“Libertad, Igualdad, Fraternidad”, fue el grito que brotó de miles de gargantas durante la Revolución Francesa que pretendió acabar con el viejo mundo de desigualdades y de privilegios. El grito ha seguido resonando a lo largo de la historia y ha sido capaz de incendiar los corazones más inquietos y generosos. Muchos llegaron a dar la vida detrás de ese grito que se hizo bandera y propuesta política. El grito penetró con fuerza en la Declaración Universal de los Derechos Humanos, que un centenar de países firmaron en París el 10 de Diciembre de 1948.
Hoy después de 75 años de aquella firma solemne de los Derechos Humanos esenciales y universales, que prácticamente todos los países del mundo han incorporado a sus constituciones, el mundo es más desigual, injusto e inhumano que nunca. Pocos siguen trabajando por una igualdad y fraternidad reales, y hasta se invoca la desigualdad como fuente de desarrollo y de progreso. Sólo la libertad parece haber sobrevivido a la avalancha de la muerte de los grandes ideales y sueños. Hoy, en este mundo individualista, todo el mundo esgrime la libertad como un valor constitutivo de los seres humanos, y pocas cosas parecen más preciosas que la libertad. De hecho, en nombre de la libertad, las generaciones más jóvenes, rechazan imposiciones, normas, e instituciones por considerar que impiden su libertad y autonomía. Somos lo que decidimos ser.
En verdad, ser libres es lo que nos hace humanos. La libertad es nuestra grandeza, pero también nuestro riesgo. Podemos elegir vivir ahogando la vida, asfixiándola, haciendo sufrir a otros, o vivir defendiendo la vida, dando felicidad, alimentando corazones. Podemos elegir vivir encerrados en nosotros mismos, o vivir derramados en servicio solidario sobre los demás, Podemos vivir suscitando cariño y amor, o vivir suscitando miedo, odio.
Desagraciadamente, hoy se vocea y proclama mucho la libertad, pero se la confunde con la esclavitud, con las cadenas. Hace ya varios años Erich Fromm escribió un libro que tituló “El miedo a la libertad” que tiene hoy una gran vigencia. Ciertamente, porque le tenemos mucho miedo a la libertad, llegamos a confundirla con su opuesto. Muchos dicen “Soy libre y por ello hago lo que me da la gana”, sin caer en la cuenta que están encadenados a su capricho, a su agresividad, a su poder, a su afán de aparentar o sobresalir, a su egoísmo, a su dinero, a su ideología, a su droga, a su alcohol, a su lujuria, a su avaricia. Esa falsa libertad llena a la persona de cadenas y al mundo de nuevos esclavos.

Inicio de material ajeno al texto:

//! Encoded polyline decoding
//!
//! Decodes the provider's compact polyline encoding (5-decimal-place
//! precision, delta-encoded, zig-zag signed, 5-bit groups with a 0x20
//! continuation flag) into an ordered coordinate sequence.
//!
//! Decoding happens at render time, per route the user actually opens;
//! the encoded string travels through the domain untouched. The public
//! entry point fails softly: one malformed route must not abort drawing
//! the others.

use domain::value_objects::GeoLocation;
use thiserror::Error;
use tracing::warn;

/// Errors from strict polyline decoding
#[derive(Debug, Clone, PartialEq, Eq, Error)]
pub enum PolylineError {
    /// Input ended in the middle of a coordinate
    #[error("Unexpected end of polyline input")]
    UnexpectedEnd,

    /// A byte outside the printable encoding range
    #[error("Invalid polyline character {0:?}")]
    InvalidCharacter(char),

    /// More continuation groups than any coordinate can need
    #[error("Polyline value group overflow")]
    Overflow,

    /// The decoded pair is not a valid latitude/longitude
    #[error("Decoded coordinate out of range")]
    CoordinateOutOfRange,
}

/// Decode an encoded polyline, never failing to the caller
///
/// Malformed input yields an empty sequence and a warning log line, so a
/// single bad route in a set skips only its own line on the map.
#[must_use]
pub fn decode(encoded: &str) -> Vec<GeoLocation> {
    match try_decode(encoded) {
        Ok(points) => points,
        Err(error) => {
            warn!(%error, "Skipping malformed polyline");
            Vec::new()
        }
    }
}

/// Strictly decode an encoded polyline
///
/// # Errors
///
/// Returns a [`PolylineError`] describing the first malformed position.
pub fn try_decode(encoded: &str) -> Result<Vec<GeoLocation>, PolylineError> {
    let bytes = encoded.as_bytes();
    let mut points = Vec::new();
    let mut index = 0;
    let mut lat_e5: i64 = 0;
    let mut lng_e5: i64 = 0;

    while index < bytes.len() {
        lat_e5 += next_value(bytes, &mut index)?;
        lng_e5 += next_value(bytes, &mut index)?;

        let latitude = lat_e5 as f64 * 1e-5;
        let longitude = lng_e5 as f64 * 1e-5;
        let point = GeoLocation::new(latitude, longitude)
            .map_err(|_| PolylineError::CoordinateOutOfRange)?;
        points.push(point);
    }

    Ok(points)
}

/// Read one zig-zag encoded delta starting at `index`
fn next_value(bytes: &[u8], index: &mut usize) -> Result<i64, PolylineError> {
    let mut accumulator: i64 = 0;
    let mut shift = 0u32;

    loop {
        let Some(&byte) = bytes.get(*index) else {
            return Err(PolylineError::UnexpectedEnd);
        };
        *index += 1;

        if !(63..=126).contains(&byte) {
            return Err(PolylineError::InvalidCharacter(char::from(byte)));
        }
        // 7 five-bit groups cover every coordinate delta at 1e-5 precision
        if shift > 30 {
            return Err(PolylineError::Overflow);
        }

        let group = i64::from(byte - 63);
        accumulator |= (group & 0x1f) << shift;
        shift += 5;

        if group & 0x20 == 0 {
            break;
        }
    }

    // undo zig-zag
    Ok(if accumulator & 1 == 1 {
        !(accumulator >> 1)
    } else {
        accumulator >> 1
    })
}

No es libre el que hace lo que quiere, sino el que hace lo que debe, el que se responsabiliza completamente de su conducta y de su vida. Viktor Frankl solía decir que la estatua de la libertad de Nueva York debía complementarse con la estatua de la responsabilidad en Los Ángeles para que todos comprendiéramos que no es posible la libertad sin responsabilidad. Libre es la persona que logra desamarrarse de sus miedos, caprichos y ataduras y vive comprometido en la conquista de sí mismo
La libertad como servidumbre se transforma en poder de dominación, promueve el relativismo ético y el pragmatismo más descarado: Todo vale (engaño, violencia, corrupción, secuestro, robo, prostitución, tráfico de armas, de drogas, de órganos, de personas…) si produce ganancia, poder, beneficio, bienestar, placer. Cada uno decide lo que es bueno y lo que es malo: lo que se puede hacer y no se puede hacer.
La libertad como servidumbre está asfixiando la capacidad de pensamiento crítico y autocrítico y confunde pensar con devorar información. A las nuevas generaciones que son “nativos digitales”, siempre ávidos de sensaciones e imágenes, que tienen interés por todo y por nada, que recorren una y otra vez las numerosas ofertas de diversión e información de las redes para ver si algo atrapa su atención, cada día les está resultando más difícil concentrarse en algo y pensar.